It costs us something to write thus; but M. Mallarmé has drawn too many young men away from their proper selves for it to go unsaid that a responsibility, and a crushing one, weighs upon his conscience as poet and artist. He has systematically evaded that double obligation which governs us all, great and small alike: to produce and to publish. Devoted admirers of M. Mallarmé assure us that this is to be attributed to nothing more than an exaggerated diffidence. So long as his reputation extended no further than the walls of the salon where his disciples assemble, such an explanation might just pass. Today it will no longer serve. To acquaint oneself with M. Mallarmé’s work — printed in negligible quantities and offered to the public at an extravagant price — one must happen by good fortune to find oneself acquainted with one of the rare possessors of that slender manuscript lately produced under the supervision of M. Dujardin. And when, more recently, M. Mallarmé has at last condescended to publish a volume in the ordinary manner, he gives us Proses — mediocre on the whole, and altogether insufficient to justify the reputation that surrounds him. Finally, and this is the gravest charge of all: can M. Mallarmé honestly maintain that a desire for POSE plays no considerable part in the mysterious aesthetic that any serious reader will readily discern in his pages?
Is not this studied determination to remain, at whatever cost, obscure, designed above all to present himself to the eyes of the young as a genius misunderstood by the world? The genuinely unrecognised command our admiration and our sympathy; but those who, out of sheer ambition, seek to assume that noble and painful mantle are, in our estimation, without character and without credit. It may be, indeed, that more than anything else — as much as, if not more than, all the foregoing — what has truly captivated the young in M. Mallarmé is the perfect dignity of his life entire. But he is not the only man, alas, who has accepted a workaday profession in order to earn the right to be an artist on his own terms. M. Huysmans has shown the same fortitude, and M. Rosny likewise; and it occurs to no one to make a particular virtue of it in their case.
M. JEAN MORÉAS (see the study by our friend M. Camille Mauclair, further on in this issue).
M. CHARLES MORICE. — Were we to judge M. Charles Morice solely by what he has written, he would have no place in this catalogue at all. But M. Morice enjoys the remarkable distinction of occupying a prominent position in the literary world without having produced anything to speak of. We do not suppose that anyone will seriously contend that La Littérature de tout à l’heure and Chérubin constitute works admitting of any serious discussion. Should anyone attempt to prove otherwise, we should find ourselves perfectly at ease: La Littérature de tout à l’heure is swollen with accumulated inanities. Philosophically, there is not a page that does not amount to a puerile rehashing of old, discredited theories that no one any longer troubles to debate. From the critical standpoint, the partialities and injustices are beyond counting. The eighteenth century receives from M. Morice a notably curious treatment; and as for the elaborate announcement with which he concludes, detailing the great works yet to come, one can only smile, shrug, and move on.

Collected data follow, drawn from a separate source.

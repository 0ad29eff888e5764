//! PRIVMSG

use super::CommandHandler;
use crate::message::ParsedCommand;
use crate::remote::MessageTarget;
use crate::session::Session;
use crate::Result;
use async_trait::async_trait;
use std::sync::Arc;

/// PRIVMSG: posts to a channel, or directly to a user when the target has
/// no `#`
pub struct PrivmsgHandler;

#[async_trait]
impl CommandHandler for PrivmsgHandler {
    async fn handle(&self, session: &Arc<Session>, command: &ParsedCommand) -> Result<()> {
        let Some(target) = command.args.first() else {
            tracing::warn!("PRIVMSG without a target from {}", session.id);
            return Ok(());
        };
        if command.args.len() != 1 {
            tracing::warn!("Invalid PRIVMSG arguments from {}: {:?}", session.id, command.args);
        }

        let target = MessageTarget::from_irc(target);
        tracing::debug!("Queueing message from {} to {}", session.nick_or_star(), target);
        session
            .queue_post(target, command.trailing().to_string())
            .await
    }
}
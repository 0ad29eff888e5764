//! IRC line framing
//!
//! Inbound lines are split into prefix, command verb, middle arguments and the
//! trailing parameter. The framer is deliberately strict in one direction
//! only: a line must end in `\r\n`, but nothing else about it is validated.

use crate::text::single_line;
use crate::{Error, Result};
use std::fmt;

/// A parsed client line
#[derive(Debug, Clone, PartialEq, Eq)]
pub struct ParsedCommand {
    /// Prefix without the leading colon, empty when absent
    pub prefix: String,
    /// Command verb, exactly as sent
    pub command: String,
    /// Middle arguments
    pub args: Vec<String>,
    /// Trailing parameter without its leading colon
    pub trailing: Option<String>,
}

impl ParsedCommand {
    /// Create a command with no prefix
    pub fn new(command: &str, args: &[&str], trailing: Option<&str>) -> Self {
        Self {
            prefix: String::new(),
            command: command.to_string(),
            args: args.iter().map(|a| a.to_string()).collect(),
            trailing: trailing.map(str::to_string),
        }
    }

    /// Parse one line as read from the socket, terminator included
    pub fn parse(line: &str) -> Result<Self> {
        if line.is_empty() {
            return Err(Error::MessageParse("Empty message".to_string()));
        }

        let (prefix, data) = match line.strip_prefix(':') {
            Some(rest) => match rest.split_once(' ') {
                Some((prefix, data)) => (prefix, data),
                None => (rest, ""),
            },
            None => ("", line),
        };

        let data = data.strip_suffix("\r\n").ok_or_else(|| {
            Error::MessageParse("Invalid data: not terminated with <CR><LF>".to_string())
        })?;

        let mut tokens = data.split(' ');
        let command = tokens.next().unwrap_or_default();
        if command.is_empty() {
            return Err(Error::MessageParse("No command found".to_string()));
        }

        let mut args = Vec::new();
        let mut trailing = None;
        while let Some(token) = tokens.next() {
            if let Some(first) = token.strip_prefix(':') {
                let mut rest = vec![first];
                rest.extend(tokens.by_ref());
                trailing = Some(rest.join(" "));
                break;
            }
            args.push(token.to_string());
        }

        Ok(Self {
            prefix: prefix.to_string(),
            command: command.to_string(),
            args,
            trailing,
        })
    }

    /// Trailing parameter, empty when absent
    pub fn trailing(&self) -> &str {
        self.trailing.as_deref().unwrap_or_default()
    }

    /// Serialize back into a wire line, terminator included
    pub fn to_line(&self) -> String {
        let mut line = String::new();
        if !self.prefix.is_empty() {
            line.push(':');
            line.push_str(&self.prefix);
            line.push(' ');
        }
        line.push_str(&self.command);
        for arg in &self.args {
            line.push(' ');
            line.push_str(arg);
        }
        if let Some(ref trailing) = self.trailing {
            line.push_str(" :");
            line.push_str(trailing);
        }
        line.push_str("\r\n");
        line
    }
}

impl fmt::Display for ParsedCommand {
    fn fmt(&self, f: &mut fmt::Formatter<'_>) -> fmt::Result {
        write!(f, "{}", self.to_line().trim_end())
    }
}

/// `nick!user@host`
pub fn user_mask(nick: &str, user: &str, host: &str) -> String {
    single_line(&format!("{}!{}@{}", nick, user, host))
}

/// Format a command line sent on behalf of `source`.
///
/// Line breaks inside `source` or `params` become spaces.
pub fn command_line(source: &str, command: &str, params: &str) -> String {
    format!(
        ":{} {} {}\r\n",
        single_line(source),
        command,
        single_line(params)
    )
}

#[cfg(test)]
mod tests {
    use super::*;

    #[test]
    fn test_command_line_is_one_line() {
        let line = command_line("bob!U2@gw", "TOPIC", "#general :x\r\n:evil!e@h PRIVMSG alice :pwned");
        assert_eq!(line, ":bob!U2@gw TOPIC #general :x  :evil!e@h PRIVMSG alice :pwned\r\n");
        assert_eq!(user_mask("b\nob", "U2", "gw"), "b ob!U2@gw");
    }

    #[test]
    fn test_parse_simple_message() {
        let cmd = ParsedCommand::parse("NICK alice\r\n").unwrap();
        assert_eq!(cmd.command, "NICK");
        assert_eq!(cmd.args, vec!["alice"]);
        assert!(cmd.prefix.is_empty());
        assert!(cmd.trailing.is_none());
        assert_eq!(cmd.trailing(), "");
    }

    #[test]
    fn test_parse_message_with_prefix_and_trailing() {
        let cmd = ParsedCommand::parse(":alice!a@host PRIVMSG #channel :Hello  world :)\r\n").unwrap();
        assert_eq!(cmd.prefix, "alice!a@host");
        assert_eq!(cmd.command, "PRIVMSG");
        assert_eq!(cmd.args, vec!["#channel"]);
        assert_eq!(cmd.trailing(), "Hello  world :)");
    }

    #[test]
    fn test_parse_user_command() {
        let cmd = ParsedCommand::parse("USER x 0 * :Real Name\r\n").unwrap();
        assert_eq!(cmd.args, vec!["x", "0", "*"]);
        assert_eq!(cmd.trailing(), "Real Name");
    }

    #[test]
    fn test_empty_trailing_is_kept() {
        let cmd = ParsedCommand::parse("TOPIC #a :\r\n").unwrap();
        assert_eq!(cmd.trailing.as_deref(), Some(""));
        assert_eq!(cmd.to_line(), "TOPIC #a :\r\n");
    }

    #[test]
    fn test_rejects_missing_crlf() {
        assert!(ParsedCommand::parse("NICK alice\n").is_err());
        assert!(ParsedCommand::parse("NICK alice").is_err());
        assert!(ParsedCommand::parse(":prefix NICK alice\n").is_err());
        assert!(ParsedCommand::parse("").is_err());
        assert!(ParsedCommand::parse("\r\n").is_err());
    }

    #[test]
    fn test_round_trip_preserves_lines() {
        let lines = [
            "PING\r\n",
            "PING :irc.local\r\n",
            "MODE #chan +o bob\r\n",
            ":server.example 001 alice :Welcome home\r\n",
            "PRIVMSG bob :two words\r\n",
            "CAP LS 302\r\n",
        ];
        for line in lines {
            let cmd = ParsedCommand::parse(line).unwrap();
            assert_eq!(cmd.to_line(), line);
            assert_eq!(ParsedCommand::parse(&cmd.to_line()).unwrap(), cmd);
        }
    }

    #[test]
    fn test_outbound_helpers() {
        assert_eq!(user_mask("alice", "U1", "irc.local"), "alice!U1@irc.local");
        assert_eq!(
            command_line("alice!U1@irc.local", "JOIN", "#general"),
            ":alice!U1@irc.local JOIN #general\r\n"
        );
    }
}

One of our number has put it well: “This man drags at his ankle the ball and chain of plagiarism through the prison hulk of impotence.” The word plagiarism must of course be taken in its broadest sense — rarely applicable to the letter, invariably applicable to the idea. At no moment of his literary career has M. Morice had any clear conception of what he wished to achieve, nor has he ever possessed the self-respect to be himself. At twenty-seven he imitated M. François Coppée. A little later he copied M. Paul Verlaine. Today he cribs from M. Mallarmé. Yet this utter want of originality in both conception and execution has not prevented him from being taken seriously; and M. Jules Huret’s Enquête has revealed that his friends consider him no less than the presiding intellect of Symbolism. One could weep — with sadness, and with disgust. To think that this man, devoid of ideas and of conviction, this servile copyist, this philosopher of farce, should march at your head! We are told that his portfolios are stuffed with masterpieces. Very well — we are not in the least alarmed, and we call upon him to publish them, to have them performed.
The publisher Perrin holds, it is said, the manuscript of a volume of verse: Le Rêve de vivre, which M. Charles Morice’s friends are pleased to consider a fine work. What are we waiting for? Let us be confounded once and for all. For our part, we have no desire whatsoever to suppress whatever genius M. Morice may possess; and if M. Perrin requires a certain number of subscriptions to launch this Rêve de vivre, he may count upon ours without hesitation. So much for the poet, whom we can assess only on the rare and meagre fragments he has condescended to publish here and there.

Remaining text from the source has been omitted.